Maka yang harus kita lakukan sekarang adalah tanamkan rasa optimisme dalam diri kita bahwa pandemi Covid-19 bukan akhir dari dunia, bahwa pandemi Covid-19 hanyalah satu bentuk ujian Allah SWT terhadap pentingnya kebersamaan. Lalu kita tebarkan benih-benih optimisme itu kepada orang-orang di sekitar kita. Ajaklah dan yakinkan mereka untuk melakukan hal yang sama. Inilah bentuk nyata berbakti di masa pendemi Covid-19 sebagai ikhtiar bersama.
Waspadai Euforia
Pada fase menghadapi bencana, secara otomatis akan terjadi komitmen untuk bersinergi dalam menghadapi bencana tersebut. Demi keselamatan dan kemaslahatan bersama, manusia dengan kesadarannya melakukan berbagai ikhtiar agar segera terbebas dari bencana tersebut, dalam hal ini Covid-19. Hiruk-pikuk perpolitikan yang hampir tiada henti mewarnai negeri ini, suaranya juga hampir tak terdengar lagi. Hujat-menghujat dengan mengatasnamakan agama, juga hampir tak terdengar lagi. Kalaupun ada hanya riak-riak kecil saja yang mencoba memancing di air keruh. Semua itu menandakan bahwa pada dasarnya manusia memiliki keinginan dan kebutuhan dasar yang sama untuk hidup aman dan damai. Justru dampak sepeninggal Covid-19 itulah yang harus diwaspadai.

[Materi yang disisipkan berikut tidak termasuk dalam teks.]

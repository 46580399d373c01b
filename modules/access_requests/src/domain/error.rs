use thiserror::Error;

use crate::contract::model::Identity;

/// Domain-specific errors using thiserror
#[derive(Error, Debug)]
pub enum DomainError {
    #[error("Actor {actor} is not authorized for this operation")]
    NotAuthorized { actor: Identity },

    #[error("User not found: {user_id}")]
    NotFound { user_id: Identity },

    #[error("User {user_id} has not been granted access")]
    NotApproved { user_id: Identity },

    #[error("Validation failed: {field}: {message}")]
    InvalidInput { field: String, message: String },

    #[error("Storage error: {message}")]
    Storage { message: String },

    #[error("Failed to launch download: {message}")]
    Launch { message: String },
}

impl DomainError {
    pub fn not_authorized(actor: Identity) -> Self {
        Self::NotAuthorized { actor }
    }

    pub fn not_found(user_id: Identity) -> Self {
        Self::NotFound { user_id }
    }

    pub fn not_approved(user_id: Identity) -> Self {
        Self::NotApproved { user_id }
    }

    pub fn invalid_input(field: impl Into<String>, message: impl Into<String>) -> Self {
        Self::InvalidInput {
            field: field.into(),
            message: message.into(),
        }
    }

    pub fn storage(message: impl Into<String>) -> Self {
        Self::Storage {
            message: message.into(),
        }
    }

    pub fn launch(message: impl Into<String>) -> Self {
        Self::Launch {
            message: message.into(),
        }
    }
}

impl From<DomainError> for crate::contract::error::AccessError {
    fn from(e: DomainError) -> Self {
        use crate::contract::error::AccessError;
        match e {
            DomainError::NotAuthorized { .. } => AccessError::not_authorized(),
            DomainError::NotFound { user_id } => AccessError::not_found(user_id),
            DomainError::NotApproved { user_id } => AccessError::not_approved(user_id),
            DomainError::InvalidInput { field, message } => {
                AccessError::validation(format!("{field}: {message}"))
            }
            DomainError::Storage { .. } | DomainError::Launch { .. } => AccessError::internal(),
        }
    }
}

Pasca bencana merupakan fase paling mengkhawatirkan. Fase ini merupakan ujian berat bagi terbentuknya kembali tatanan yang baik. Sudah sering terjadi bahwa pasca terjadinya hal yang tidak menyenangkan, yang memaksa manusia untuk dikekang (isolasi, karantina, stay at home, work from home, social distancing, pysichal distancing, lockdown, PSBB atau apapun namanya) pada akhirnya akan memunculkan uforia. Sikap ini muncul akibat dari timbulnya rasa rindu kebebasan dari keterpaksaan dan keterkungkungan. Nah, di sisi inilah yang harus menjadi perhatian kita semua. Sikap uforia tersebut acapkali diwujudkan dalam tindakan-tindakan negatif yang justru tidak mencerminkan rasa syukur kita kepada Allah SWT. Jika ini yang terjadi maka ancaman akan datangnya bencana lebih besar akan mengintai kita. Bukankah Allah SWT sudah memaklumatkan dalam surat Ibrahim ayat 7 bahwa jika kita bersyukur maka Allah akan menambah nikmat yang diberikannya kepada kita, dan sebaliknya jika kita ingkar maka azab Allah yang akan ditimpakan kepada kita sangatlah pedih. Na’udzubillah min dzalik. Semoga pasca hengkangnya Covid-19 nanti kita benar-benar menjadi manusia-manusia yang bisa bersyukur, bukan manusia-manusia yang hanyut dalam arus euforia.